● TASK PROMPT
Filter these entries down to the lines that hold the word "MetadataDraft", and show each of them.

(Stored items)

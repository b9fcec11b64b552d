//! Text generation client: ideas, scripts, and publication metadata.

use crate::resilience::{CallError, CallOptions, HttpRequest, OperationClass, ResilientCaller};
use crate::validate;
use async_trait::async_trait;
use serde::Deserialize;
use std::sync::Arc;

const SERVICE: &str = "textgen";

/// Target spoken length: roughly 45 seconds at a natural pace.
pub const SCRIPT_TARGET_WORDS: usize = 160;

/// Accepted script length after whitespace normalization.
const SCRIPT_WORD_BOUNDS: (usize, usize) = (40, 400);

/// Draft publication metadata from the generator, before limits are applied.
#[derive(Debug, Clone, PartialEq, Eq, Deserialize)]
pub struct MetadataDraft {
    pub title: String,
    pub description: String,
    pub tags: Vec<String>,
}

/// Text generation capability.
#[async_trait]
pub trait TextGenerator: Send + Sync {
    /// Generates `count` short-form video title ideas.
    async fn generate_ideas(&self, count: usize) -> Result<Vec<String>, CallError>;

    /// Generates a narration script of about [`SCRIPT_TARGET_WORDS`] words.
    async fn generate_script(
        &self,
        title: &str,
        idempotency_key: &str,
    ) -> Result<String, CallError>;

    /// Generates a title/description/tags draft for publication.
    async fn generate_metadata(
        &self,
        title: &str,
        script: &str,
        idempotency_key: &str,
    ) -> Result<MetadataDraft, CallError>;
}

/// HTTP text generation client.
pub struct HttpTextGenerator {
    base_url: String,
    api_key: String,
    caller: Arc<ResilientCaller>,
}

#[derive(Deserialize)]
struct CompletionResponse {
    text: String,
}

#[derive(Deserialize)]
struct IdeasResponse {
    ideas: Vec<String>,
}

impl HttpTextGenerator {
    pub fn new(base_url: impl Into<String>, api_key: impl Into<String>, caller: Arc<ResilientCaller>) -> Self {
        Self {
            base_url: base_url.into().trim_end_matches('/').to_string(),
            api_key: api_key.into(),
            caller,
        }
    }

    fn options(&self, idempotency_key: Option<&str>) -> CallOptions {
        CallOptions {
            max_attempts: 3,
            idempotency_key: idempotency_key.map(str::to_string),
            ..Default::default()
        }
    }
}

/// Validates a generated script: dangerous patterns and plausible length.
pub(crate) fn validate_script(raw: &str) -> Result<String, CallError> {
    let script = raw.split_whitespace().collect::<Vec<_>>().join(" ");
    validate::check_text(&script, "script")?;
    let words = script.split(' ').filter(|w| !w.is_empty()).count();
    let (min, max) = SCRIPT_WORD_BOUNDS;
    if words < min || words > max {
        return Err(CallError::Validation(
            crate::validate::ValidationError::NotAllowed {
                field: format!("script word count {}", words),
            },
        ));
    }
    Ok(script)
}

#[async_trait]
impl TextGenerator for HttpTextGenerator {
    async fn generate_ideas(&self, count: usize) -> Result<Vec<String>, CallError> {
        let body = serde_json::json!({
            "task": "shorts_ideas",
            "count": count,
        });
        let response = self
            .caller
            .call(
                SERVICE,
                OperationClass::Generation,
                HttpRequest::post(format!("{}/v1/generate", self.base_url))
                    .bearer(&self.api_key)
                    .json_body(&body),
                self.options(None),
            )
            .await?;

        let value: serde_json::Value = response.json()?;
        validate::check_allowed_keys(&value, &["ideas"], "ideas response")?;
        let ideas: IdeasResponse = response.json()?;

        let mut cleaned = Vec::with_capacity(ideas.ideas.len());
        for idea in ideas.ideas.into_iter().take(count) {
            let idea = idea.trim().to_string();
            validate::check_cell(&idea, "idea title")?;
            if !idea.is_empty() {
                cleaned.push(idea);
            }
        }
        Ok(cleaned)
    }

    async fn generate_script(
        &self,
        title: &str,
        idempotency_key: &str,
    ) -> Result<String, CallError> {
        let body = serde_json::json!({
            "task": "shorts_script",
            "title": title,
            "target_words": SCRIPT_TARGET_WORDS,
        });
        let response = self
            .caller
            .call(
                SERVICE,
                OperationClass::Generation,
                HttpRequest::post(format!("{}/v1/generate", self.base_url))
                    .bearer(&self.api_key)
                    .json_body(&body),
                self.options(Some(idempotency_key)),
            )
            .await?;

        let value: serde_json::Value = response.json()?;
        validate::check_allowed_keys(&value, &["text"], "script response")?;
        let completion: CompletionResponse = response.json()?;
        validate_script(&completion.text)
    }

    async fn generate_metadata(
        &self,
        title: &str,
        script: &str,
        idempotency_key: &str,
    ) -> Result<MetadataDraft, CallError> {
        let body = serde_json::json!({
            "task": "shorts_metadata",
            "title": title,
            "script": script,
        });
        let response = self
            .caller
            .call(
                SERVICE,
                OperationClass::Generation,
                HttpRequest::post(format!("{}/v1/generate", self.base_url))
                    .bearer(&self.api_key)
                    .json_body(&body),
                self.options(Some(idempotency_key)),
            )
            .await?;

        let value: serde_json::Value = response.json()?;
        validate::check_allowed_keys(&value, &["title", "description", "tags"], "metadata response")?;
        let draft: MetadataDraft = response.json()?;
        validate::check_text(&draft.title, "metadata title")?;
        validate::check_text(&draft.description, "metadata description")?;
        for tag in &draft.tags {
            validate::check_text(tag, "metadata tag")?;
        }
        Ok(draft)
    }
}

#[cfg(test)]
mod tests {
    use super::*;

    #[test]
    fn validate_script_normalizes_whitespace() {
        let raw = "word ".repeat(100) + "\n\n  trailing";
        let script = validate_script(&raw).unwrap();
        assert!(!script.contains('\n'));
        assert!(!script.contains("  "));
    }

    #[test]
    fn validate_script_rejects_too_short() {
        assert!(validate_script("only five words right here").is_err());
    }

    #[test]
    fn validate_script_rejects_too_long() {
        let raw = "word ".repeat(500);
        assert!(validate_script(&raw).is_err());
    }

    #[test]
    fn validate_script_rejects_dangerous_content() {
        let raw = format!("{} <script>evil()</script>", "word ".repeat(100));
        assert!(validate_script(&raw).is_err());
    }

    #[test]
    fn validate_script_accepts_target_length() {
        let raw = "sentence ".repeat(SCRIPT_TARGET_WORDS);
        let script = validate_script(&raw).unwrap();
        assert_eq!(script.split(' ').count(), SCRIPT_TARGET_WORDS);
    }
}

● OUTPUT OF THE TASK
pub struct MetadataDraft {
    ) -> Result<MetadataDraft, CallError>;
    ) -> Result<MetadataDraft, CallError> {
        let draft: MetadataDraft = response.json()?;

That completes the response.